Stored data
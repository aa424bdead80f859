use async_trait::async_trait;
use bytes::Bytes;
use chrono::{DateTime, Duration as ChronoDuration, Utc};
use reqwest::{Client, RequestBuilder, StatusCode};
use serde::{Deserialize, Serialize};
use std::env;
use std::time::Duration;
use tokio::sync::Mutex;
use tracing::debug;

use crate::config::{BucketConfig, DEFAULT_METADATA_HOST};
use crate::error::status_error;
use crate::metadata::MetadataClient;
use crate::{AclGrant, AclPolicy, BlobStore, BucketIdentity, StoreError, StoreResult, StoredObject};

/// Public Google Cloud Storage endpoint
pub const DEFAULT_GCS_ENDPOINT: &str = "https://storage.googleapis.com";

/// How requests to the JSON API are authorized
#[derive(Clone, PartialEq, Eq)]
pub enum GcsAuth {
    /// No credentials; for emulators such as fake-gcs-server
    Anonymous,
    /// A fixed OAuth2 access token
    Bearer(String),
    /// The instance service account token from the metadata service
    MetadataServer,
}

impl std::fmt::Debug for GcsAuth {
    fn fmt(&self, f: &mut std::fmt::Formatter<'_>) -> std::fmt::Result {
        match self {
            GcsAuth::Anonymous => write!(f, "Anonymous"),
            GcsAuth::Bearer(_) => write!(f, "Bearer([REDACTED])"),
            GcsAuth::MetadataServer => write!(f, "MetadataServer"),
        }
    }
}

/// Google Cloud Storage connection settings
#[derive(Debug, Clone)]
pub struct GcsConfig {
    pub endpoint_url: String,
    pub auth: GcsAuth,
    pub metadata_host: String,
    pub timeout: Duration,
}

impl Default for GcsConfig {
    fn default() -> Self {
        Self {
            endpoint_url: DEFAULT_GCS_ENDPOINT.to_string(),
            auth: GcsAuth::Anonymous,
            metadata_host: DEFAULT_METADATA_HOST.to_string(),
            timeout: Duration::from_secs(30),
        }
    }
}

impl GcsConfig {
    pub fn new() -> Self {
        Self::default()
    }

    /// `GCS_ENDPOINT_URL`, `GCS_ACCESS_TOKEN`; on-platform deployments
    /// (`IS_APP_ENGINE`) without a token use the metadata service account
    pub fn from_env() -> Self {
        let var = |key: &str| env::var(key).ok().filter(|v| !v.is_empty());
        let mut config = Self::default();

        if let Some(endpoint) = var("GCS_ENDPOINT_URL") {
            config.endpoint_url = endpoint;
        }
        if let Some(host) = var("GCE_METADATA_HOST") {
            config.metadata_host = if host.contains("://") { host } else { format!("http://{host}") };
        }
        config.auth = match (var("GCS_ACCESS_TOKEN"), var("IS_APP_ENGINE")) {
            (Some(token), _) => GcsAuth::Bearer(token),
            (None, Some(_)) => GcsAuth::MetadataServer,
            (None, None) => GcsAuth::Anonymous,
        };
        config
    }

    pub fn with_endpoint_url<S: Into<String>>(mut self, endpoint: S) -> Self {
        self.endpoint_url = endpoint.into();
        self
    }

    pub fn with_auth(mut self, auth: GcsAuth) -> Self {
        self.auth = auth;
        self
    }

    pub fn with_metadata_host<S: Into<String>>(mut self, host: S) -> Self {
        self.metadata_host = host.into();
        self
    }
}

#[derive(Debug, Clone)]
struct CachedToken {
    value: String,
    expires_at: DateTime<Utc>,
}

#[derive(Serialize)]
#[serde(rename_all = "camelCase")]
struct BucketInsert<'a> {
    name: &'a str,
    acl: &'a [AclGrant],
    default_object_acl: &'a [AclGrant],
}

#[derive(Deserialize)]
struct ObjectResource {
    name: String,
    bucket: String,
}

/// Blob store backed by the Cloud Storage JSON API
pub struct GcsBlobStore {
    client: Client,
    endpoint: String,
    auth: GcsAuth,
    metadata: MetadataClient,
    token: Mutex<Option<CachedToken>>,
}

impl GcsBlobStore {
    pub fn new(config: GcsConfig) -> StoreResult<Self> {
        let client = Client::builder()
            .timeout(config.timeout)
            .build()
            .map_err(StoreError::backend)?;
        Ok(Self::with_client(client, config))
    }

    pub fn with_client(client: Client, config: GcsConfig) -> Self {
        let metadata_config = BucketConfig::new()
            .on_platform()
            .with_metadata_host(config.metadata_host.clone());
        Self {
            metadata: MetadataClient::new(client.clone(), &metadata_config),
            client,
            endpoint: config.endpoint_url.trim_end_matches('/').to_string(),
            auth: config.auth,
            token: Mutex::new(None),
        }
    }

    pub fn from_env() -> StoreResult<Self> {
        Self::new(GcsConfig::from_env())
    }

    async fn authorize(&self, request: RequestBuilder) -> StoreResult<RequestBuilder> {
        match &self.auth {
            GcsAuth::Anonymous => Ok(request),
            GcsAuth::Bearer(token) => Ok(request.bearer_auth(token)),
            GcsAuth::MetadataServer => Ok(request.bearer_auth(self.service_account_token().await?)),
        }
    }

    /// Cached until a minute before expiry
    async fn service_account_token(&self) -> StoreResult<String> {
        let mut cached = self.token.lock().await;
        if let Some(token) = cached.as_ref() {
            if token.expires_at - ChronoDuration::seconds(60) > Utc::now() {
                return Ok(token.value.clone());
            }
        }

        let fresh = self
            .metadata
            .access_token()
            .await
            .ok_or_else(|| StoreError::transient("metadata service returned no access token"))?;
        debug!(expires_in = fresh.expires_in, "refreshed service account token");

        let token = CachedToken {
            value: fresh.access_token,
            expires_at: Utc::now() + ChronoDuration::seconds(fresh.expires_in),
        };
        *cached = Some(token.clone());
        Ok(token.value)
    }

    async fn send(&self, request: RequestBuilder) -> StoreResult<reqwest::Response> {
        self.authorize(request)
            .await?
            .send()
            .await
            .map_err(StoreError::transient)
    }

    fn object_url(&self, bucket: &str, key: &str) -> String {
        format!(
            "{}/storage/v1/b/{}/o/{}",
            self.endpoint,
            urlencoding::encode(bucket),
            urlencoding::encode(key)
        )
    }
}

/// Content type inferred from the object key's extension
fn content_type_for(key: &str) -> &'static str {
    image::ImageFormat::from_path(key)
        .map(|f| f.to_mime_type())
        .unwrap_or("application/octet-stream")
}

#[async_trait]
impl BlobStore for GcsBlobStore {
    /// Objects inherit the bucket's default object ACL
    async fn put(
        &self,
        bucket: &str,
        key: &str,
        body: Bytes,
        _acl: &AclPolicy,
    ) -> StoreResult<StoredObject> {
        let url = format!(
            "{}/upload/storage/v1/b/{}/o",
            self.endpoint,
            urlencoding::encode(bucket)
        );
        let request = self
            .client
            .post(url)
            .query(&[("uploadType", "media"), ("name", key)])
            .header(reqwest::header::CONTENT_TYPE, content_type_for(key))
            .body(body);

        let response = self.send(request).await?;
        if !response.status().is_success() {
            return Err(status_error(response.status(), "object upload"));
        }

        let object: ObjectResource = response.json().await.map_err(StoreError::transient)?;
        Ok(StoredObject {
            bucket_name: object.bucket,
            object_name: object.name,
        })
    }

    async fn get(&self, bucket: &str, key: &str) -> StoreResult<Bytes> {
        let request = self
            .client
            .get(self.object_url(bucket, key))
            .query(&[("alt", "media")]);

        let response = self.send(request).await?;
        match response.status() {
            StatusCode::NOT_FOUND => Err(StoreError::not_found(format!("{bucket}/{key}"))),
            status if status.is_success() => {
                response.bytes().await.map_err(StoreError::transient)
            }
            status => Err(status_error(status, "object download")),
        }
    }

    async fn bucket_exists(&self, bucket: &str) -> StoreResult<bool> {
        let url = format!("{}/storage/v1/b/{}", self.endpoint, urlencoding::encode(bucket));
        let response = self.send(self.client.get(url)).await?;
        match response.status() {
            StatusCode::NOT_FOUND => Ok(false),
            status if status.is_success() => Ok(true),
            status => Err(status_error(status, "bucket lookup")),
        }
    }

    async fn create_bucket(&self, bucket: &BucketIdentity, acl: &AclPolicy) -> StoreResult<()> {
        let name = bucket.name();
        let body = BucketInsert {
            name: &name,
            acl: &acl.grants,
            default_object_acl: &acl.grants,
        };
        let request = self
            .client
            .post(format!("{}/storage/v1/b", self.endpoint))
            .query(&[("project", bucket.project_id.as_str())])
            .json(&body);

        let response = self.send(request).await?;
        match response.status() {
            StatusCode::CONFLICT => Err(StoreError::conflict(name)),
            status if status.is_success() => Ok(()),
            status => Err(status_error(status, "bucket creation")),
        }
    }
}
use bytes::{Bytes, BytesMut};
use futures_util::{StreamExt, TryStreamExt};
use reqwest::{Client, Url};
use std::path::Path;
use tracing::warn;

use crate::{ByteStream, UploadError, UploadOutcome};

/// Read a host-written upload fully into memory
pub async fn read_file(path: &Path) -> UploadOutcome<Bytes> {
    tokio::fs::read(path)
        .await
        .map(Bytes::from)
        .map_err(UploadError::storage)
}

/// Final path segment of a remote resource, kept encoded, used as the stored filename
pub fn filename_from_url(url: &str) -> UploadOutcome<String> {
    let parsed = Url::parse(url)
        .map_err(|e| UploadError::invalid(format!("invalid image url: {e}")))?;

    parsed
        .path_segments()
        .and_then(|mut segments| segments.next_back())
        .filter(|name| !name.is_empty())
        .map(str::to_string)
        .ok_or_else(|| UploadError::invalid(format!("invalid image url: {url} has no filename")))
}

/// Open a remote resource as a byte stream
pub async fn fetch_stream(client: &Client, url: &str) -> UploadOutcome<ByteStream> {
    let response = client
        .get(url)
        .send()
        .await
        .and_then(|r| r.error_for_status())
        .map_err(UploadError::storage)?;

    let stream = response.bytes_stream().map_err(std::io::Error::other);
    Ok(Box::pin(stream))
}

/// Buffer a remote body, stopping as soon as it exceeds `limit_kb`.
///
/// The declared size of a URL upload is only a hint; this bounds what is actually read.
pub async fn collect_capped(mut stream: ByteStream, limit_kb: u64) -> UploadOutcome<Bytes> {
    let limit = limit_kb.saturating_mul(1024);
    let mut buf = BytesMut::new();
    while let Some(chunk) = stream.next().await {
        let chunk = chunk.map_err(UploadError::storage)?;
        if (buf.len() + chunk.len()) as u64 > limit {
            warn!(limit_kb, "remote body exceeds upload limit");
            return Err(UploadError::too_big(limit_kb));
        }
        buf.extend_from_slice(&chunk);
    }
    Ok(buf.freeze())
}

### Problem to work on
Repeat every line exactly, starting with the first line of the entries, and stop once the line containing "pub const DEFAULT_GCS_ENDPOINT: &str" has been given.

### Exercise answer
repository aa424bdead80f859
use async_trait::async_trait;
use bytes::Bytes;
use chrono::{DateTime, Duration as ChronoDuration, Utc};
use reqwest::{Client, RequestBuilder, StatusCode};
use serde::{Deserialize, Serialize};
use std::env;
use std::time::Duration;
use tokio::sync::Mutex;
use tracing::debug;

use crate::config::{BucketConfig, DEFAULT_METADATA_HOST};
use crate::error::status_error;
use crate::metadata::MetadataClient;
use crate::{AclGrant, AclPolicy, BlobStore, BucketIdentity, StoreError, StoreResult, StoredObject};

/// Public Google Cloud Storage endpoint
pub const DEFAULT_GCS_ENDPOINT: &str = "https://storage.googleapis.com";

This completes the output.